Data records

• • • • •

//! Propagation and activation-order tests

use std::rc::Rc;

use proptest::prelude::*;
use rivulet_bridge::prelude::*;
use rivulet_testkit::*;
use serde_json::json;

/// A push into a source updates dependent host properties before returning
#[test]
fn test_scan_sink_updates_synchronously() {
    init_test_tracing();
    let host = Rc::new(FakeHost::new("Summer").with_data("foo", json!(1)));
    let lifecycle = mount(&host, Some(running_sum_config()));
    assert_eq!(host.value("bar"), Some(json!(1)));

    let foo = lifecycle.streams().unwrap().source("foo").unwrap();
    foo.push(json!(5));
    assert_eq!(host.value("bar"), Some(json!(6)));
}

/// Host changes reach sinks through the watch on the next flush
#[test]
fn test_host_change_flows_through_watch() {
    let host = Rc::new(FakeHost::new("Summer").with_data("foo", json!(1)));
    let _lifecycle = mount(&host, Some(running_sum_config()));

    host.set_data("foo", json!(2));
    assert_eq!(host.value("bar"), Some(json!(1)));
    host.flush();
    assert_eq!(host.value("bar"), Some(json!(3)));
    assert_eq!(host.writes_to("bar"), vec![json!(1), json!(3)]);
}

/// A sink over several sources sees every immediate value at activation
#[test]
fn test_combined_sink_sees_all_immediate_values() {
    let host = Rc::new(FakeHost::new("Pair").with_data("a", json!(2)).with_data("b", json!(3)));
    let _lifecycle = mount(&host, Some(sum_config()));

    assert_eq!(host.value("sum"), Some(json!(5)));
    assert_eq!(host.writes_to("sum"), vec![json!(5)], "no partial combination may be written");
}

/// Watches are attached in registration order
#[test]
fn test_registrations_activate_in_order() {
    let host = Rc::new(FakeHost::new("Pair").with_data("a", json!(0)).with_data("b", json!(0)));
    let _lifecycle = mount(&host, Some(sum_config()));

    let expressions: Vec<String> = host.watch_log().into_iter().map(|w| w.expression).collect();
    assert_eq!(expressions, vec!["Property(\"a\")", "Property(\"b\")"]);
}

/// Watch options reach the host unchanged
#[test]
fn test_watch_options_are_forwarded() {
    let host = Rc::new(FakeHost::new("Deep").with_data("settings", json!({ "theme": "dark" })));
    let config = StreamsConfig::with_helper(|_, helper| {
        let settings = helper.from_watch("settings", WatchOptions::immediate().deep(true));
        Some(StreamsDecl::new(
            StreamSet::new().with("settings", &settings),
            StreamSet::new(),
        ))
    });
    let _lifecycle = mount(&host, Some(config));

    let log = host.watch_log();
    assert_eq!(log.len(), 1);
    assert!(log[0].immediate);
    assert!(log[0].deep);
}

/// A custom handler replaces the default push
#[test]
fn test_custom_handler_feeds_source() {
    let host = Rc::new(FakeHost::new("Wrapped").with_data("x", json!(1)));
    let config = StreamsConfig::with_helper(|_, helper| {
        let options = WatchOptions::immediate()
            .with_handler(|source, value| source.push(json!({ "value": value })));
        let x = helper.from_watch("x", options);
        Some(StreamsDecl::new(
            StreamSet::new().with("x", &x),
            StreamSet::new().with("wrapped", x.map(Value::clone)),
        ))
    });
    let _lifecycle = mount(&host, Some(config));

    assert_eq!(host.value("wrapped"), Some(json!({ "value": 1 })));
}

/// Path and evaluator expressions are watched like property names
#[test]
fn test_path_and_evaluator_expressions() {
    let host = Rc::new(FakeHost::new("User").with_data("user", json!({ "name": "ada", "age": 36 })));
    let config = StreamsConfig::with_helper(|_, helper| {
        let name = helper.from_watch(WatchExpression::Path("user.name".into()), WatchOptions::immediate());
        let older = helper.from_watch(
            WatchExpression::evaluator(|host| {
                json!(host.read_path("user.age").and_then(|age| age.as_i64()).unwrap_or(0) + 1)
            }),
            WatchOptions::immediate(),
        );
        let card = name.combine(&older, |name, age| json!(format!("{} ({age})", name.as_str().unwrap_or("?"))));
        Some(StreamsDecl::new(
            StreamSet::new().with("name", &name).with("older", &older),
            StreamSet::new().with("card", card),
        ))
    });
    let _lifecycle = mount(&host, Some(config));
    assert_eq!(host.value("card"), Some(json!("ada (37)")));

    host.set_data("user", json!({ "name": "grace", "age": 45 }));
    host.flush();
    assert_eq!(host.value("card"), Some(json!("grace (46)")));
}

/// A disabled expression yields a pure source fed only by pushes
#[test]
fn test_pure_source_is_fed_programmatically() {
    let host = Rc::new(FakeHost::new("Clicker"));
    let config = StreamsConfig::with_helper(|_, helper| {
        let clicks = helper.create_source("clicks", WatchExpression::Disabled, WatchOptions::immediate());
        let count = clicks.scan(json!(0), |acc, _| json!(number(&acc) + 1));
        Some(StreamsDecl::new(StreamSet::new(), StreamSet::new().with("count", count)))
    });
    let dyn_host: Rc<dyn Host> = host.clone();
    let mut lifecycle = StreamsLifecycle::new(dyn_host, Some(config));
    lifecycle.before_create().unwrap();
    host.merge_data(lifecycle.data().unwrap());
    let report = lifecycle.created().unwrap();

    assert_eq!(report.unbound, 1);
    assert_eq!(host.watch_count(), 0);
    assert_eq!(host.value("count"), Some(json!(0)));

    let clicks = lifecycle.streams().unwrap().source("clicks").unwrap();
    clicks.push(json!(null));
    clicks.push(json!(null));
    assert_eq!(host.value("count"), Some(json!(2)));
}

/// Names the host does not have are unbound unless settings say otherwise
#[test]
fn test_unknown_property_binding_follows_settings() {
    let config = || {
        StreamsConfig::with_helper(|_, helper| {
            let later = helper.from_watch("later", WatchOptions::default());
            Some(StreamsDecl::new(StreamSet::new().with("later", &later), StreamSet::new()))
        })
    };

    let host = Rc::new(FakeHost::new("Strict"));
    let dyn_host: Rc<dyn Host> = host.clone();
    let mut strict = StreamsLifecycle::new(dyn_host, Some(config()));
    strict.before_create().unwrap();
    strict.data().unwrap();
    assert_eq!(strict.created().unwrap().unbound, 1);
    assert_eq!(host.watch_count(), 0);

    let host = Rc::new(FakeHost::new("Lenient"));
    let dyn_host: Rc<dyn Host> = host.clone();
    let settings = BridgeSettings {
        watch_unknown_properties: true,
        ..BridgeSettings::default()
    };
    let mut lenient = StreamsLifecycle::with_settings(dyn_host, Some(config()), settings).unwrap();
    lenient.before_create().unwrap();
    lenient.data().unwrap();
    assert_eq!(lenient.created().unwrap().watching, 1);

    host.set_data("later", json!("now"));
    host.flush();
    let later = lenient.streams().unwrap().source("later").unwrap();
    assert_eq!(later.current(), Some(json!("now")));
}

proptest! {
    /// The running-sum sink always equals the sum of everything pushed
    #[test]
    fn prop_running_sum_matches_pushes(
        initial in -100i64..100,
        pushes in proptest::collection::vec(-100i64..100, 0..20),
    ) {
        let host = Rc::new(FakeHost::new("Summer").with_data("foo", json!(initial)));
        let lifecycle = mount(&host, Some(running_sum_config()));
        let foo = lifecycle.streams().unwrap().source("foo").unwrap().clone();

        let mut expected = initial;
        for n in pushes {
            foo.push(json!(n));
            expected += n;
            prop_assert_eq!(host.value("bar"), Some(json!(expected)));
        }
    }
}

• • • • •

AIM OF THE TASK :: Reproduce each entry exactly, leaving out nothing.

TASK RESPONSE ::
//! Propagation and activation-order tests

use std::rc::Rc;

use proptest::prelude::*;
use rivulet_bridge::prelude::*;
use rivulet_testkit::*;
use serde_json::json;

/// A push into a source updates dependent host properties before returning
#[test]
fn test_scan_sink_updates_synchronously() {
    init_test_tracing();
    let host = Rc::new(FakeHost::new("Summer").with_data("foo", json!(1)));
    let lifecycle = mount(&host, Some(running_sum_config()));
    assert_eq!(host.value("bar"), Some(json!(1)));

    let foo = lifecycle.streams().unwrap().source("foo").unwrap();
    foo.push(json!(5));
    assert_eq!(host.value("bar"), Some(json!(6)));
}

/// Host changes reach sinks through the watch on the next flush
#[test]
fn test_host_change_flows_through_watch() {
    let host = Rc::new(FakeHost::new("Summer").with_data("foo", json!(1)));
    let _lifecycle = mount(&host, Some(running_sum_config()));

    host.set_data("foo", json!(2));
    assert_eq!(host.value("bar"), Some(json!(1)));
    host.flush();
    assert_eq!(host.value("bar"), Some(json!(3)));
    assert_eq!(host.writes_to("bar"), vec![json!(1), json!(3)]);
}

/// A sink over several sources sees every immediate value at activation
#[test]
fn test_combined_sink_sees_all_immediate_values() {
    let host = Rc::new(FakeHost::new("Pair").with_data("a", json!(2)).with_data("b", json!(3)));
    let _lifecycle = mount(&host, Some(sum_config()));

    assert_eq!(host.value("sum"), Some(json!(5)));
    assert_eq!(host.writes_to("sum"), vec![json!(5)], "no partial combination may be written");
}

/// Watches are attached in registration order
#[test]
fn test_registrations_activate_in_order() {
    let host = Rc::new(FakeHost::new("Pair").with_data("a", json!(0)).with_data("b", json!(0)));
    let _lifecycle = mount(&host, Some(sum_config()));

    let expressions: Vec<String> = host.watch_log().into_iter().map(|w| w.expression).collect();
    assert_eq!(expressions, vec!["Property(\"a\")", "Property(\"b\")"]);
}

/// Watch options reach the host unchanged
#[test]
fn test_watch_options_are_forwarded() {
    let host = Rc::new(FakeHost::new("Deep").with_data("settings", json!({ "theme": "dark" })));
    let config = StreamsConfig::with_helper(|_, helper| {
        let settings = helper.from_watch("settings", WatchOptions::immediate().deep(true));
        Some(StreamsDecl::new(
            StreamSet::new().with("settings", &settings),
            StreamSet::new(),
        ))
    });
    let _lifecycle = mount(&host, Some(config));

    let log = host.watch_log();
    assert_eq!(log.len(), 1);
    assert!(log[0].immediate);
    assert!(log[0].deep);
}

/// A custom handler replaces the default push
#[test]
fn test_custom_handler_feeds_source() {
    let host = Rc::new(FakeHost::new("Wrapped").with_data("x", json!(1)));
    let config = StreamsConfig::with_helper(|_, helper| {
        let options = WatchOptions::immediate()
            .with_handler(|source, value| source.push(json!({ "value": value })));
        let x = helper.from_watch("x", options);
        Some(StreamsDecl::new(
            StreamSet::new().with("x", &x),
            StreamSet::new().with("wrapped", x.map(Value::clone)),
        ))
    });
    let _lifecycle = mount(&host, Some(config));

    assert_eq!(host.value("wrapped"), Some(json!({ "value": 1 })));
}

/// Path and evaluator expressions are watched like property names
#[test]
fn test_path_and_evaluator_expressions() {
    let host = Rc::new(FakeHost::new("User").with_data("user", json!({ "name": "ada", "age": 36 })));
    let config = StreamsConfig::with_helper(|_, helper| {
        let name = helper.from_watch(WatchExpression::Path("user.name".into()), WatchOptions::immediate());
        let older = helper.from_watch(
            WatchExpression::evaluator(|host| {
                json!(host.read_path("user.age").and_then(|age| age.as_i64()).unwrap_or(0) + 1)
            }),
            WatchOptions::immediate(),
        );
        let card = name.combine(&older, |name, age| json!(format!("{} ({age})", name.as_str().unwrap_or("?"))));
        Some(StreamsDecl::new(
            StreamSet::new().with("name", &name).with("older", &older),
            StreamSet::new().with("card", card),
        ))
    });
    let _lifecycle = mount(&host, Some(config));
    assert_eq!(host.value("card"), Some(json!("ada (37)")));

    host.set_data("user", json!({ "name": "grace", "age": 45 }));
    host.flush();
    assert_eq!(host.value("card"), Some(json!("grace (46)")));
}

/// A disabled expression yields a pure source fed only by pushes
#[test]
fn test_pure_source_is_fed_programmatically() {
    let host = Rc::new(FakeHost::new("Clicker"));
    let config = StreamsConfig::with_helper(|_, helper| {
        let clicks = helper.create_source("clicks", WatchExpression::Disabled, WatchOptions::immediate());
        let count = clicks.scan(json!(0), |acc, _| json!(number(&acc) + 1));
        Some(StreamsDecl::new(StreamSet::new(), StreamSet::new().with("count", count)))
    });
    let dyn_host: Rc<dyn Host> = host.clone();
    let mut lifecycle = StreamsLifecycle::new(dyn_host, Some(config));
    lifecycle.before_create().unwrap();
    host.merge_data(lifecycle.data().unwrap());
    let report = lifecycle.created().unwrap();

    assert_eq!(report.unbound, 1);
    assert_eq!(host.watch_count(), 0);
    assert_eq!(host.value("count"), Some(json!(0)));

    let clicks = lifecycle.streams().unwrap().source("clicks").unwrap();
    clicks.push(json!(null));
    clicks.push(json!(null));
    assert_eq!(host.value("count"), Some(json!(2)));
}

/// Names the host does not have are unbound unless settings say otherwise
#[test]
fn test_unknown_property_binding_follows_settings() {
    let config = || {
        StreamsConfig::with_helper(|_, helper| {
            let later = helper.from_watch("later", WatchOptions::default());
            Some(StreamsDecl::new(StreamSet::new().with("later", &later), StreamSet::new()))
        })
    };

    let host = Rc::new(FakeHost::new("Strict"));
    let dyn_host: Rc<dyn Host> = host.clone();
    let mut strict = StreamsLifecycle::new(dyn_host, Some(config()));
    strict.before_create().unwrap();
    strict.data().unwrap();
    assert_eq!(strict.created().unwrap().unbound, 1);
    assert_eq!(host.watch_count(), 0);

    let host = Rc::new(FakeHost::new("Lenient"));
    let dyn_host: Rc<dyn Host> = host.clone();
    let settings = BridgeSettings {
        watch_unknown_properties: true,
        ..BridgeSettings::default()
    };
    let mut lenient = StreamsLifecycle::with_settings(dyn_host, Some(config()), settings).unwrap();
    lenient.before_create().unwrap();
    lenient.data().unwrap();
    assert_eq!(lenient.created().unwrap().watching, 1);

    host.set_data("later", json!("now"));
    host.flush();
    let later = lenient.streams().unwrap().source("later").unwrap();
    assert_eq!(later.current(), Some(json!("now")));
}

proptest! {
    /// The running-sum sink always equals the sum of everything pushed
    #[test]
    fn prop_running_sum_matches_pushes(
        initial in -100i64..100,
        pushes in proptest::collection::vec(-100i64..100, 0..20),
    ) {
        let host = Rc::new(FakeHost::new("Summer").with_data("foo", json!(initial)));
        let lifecycle = mount(&host, Some(running_sum_config()));
        let foo = lifecycle.streams().unwrap().source("foo").unwrap().clone();

        let mut expected = initial;
        for n in pushes {
            foo.push(json!(n));
            expected += n;
            prop_assert_eq!(host.value("bar"), Some(json!(expected)));
        }
    }
}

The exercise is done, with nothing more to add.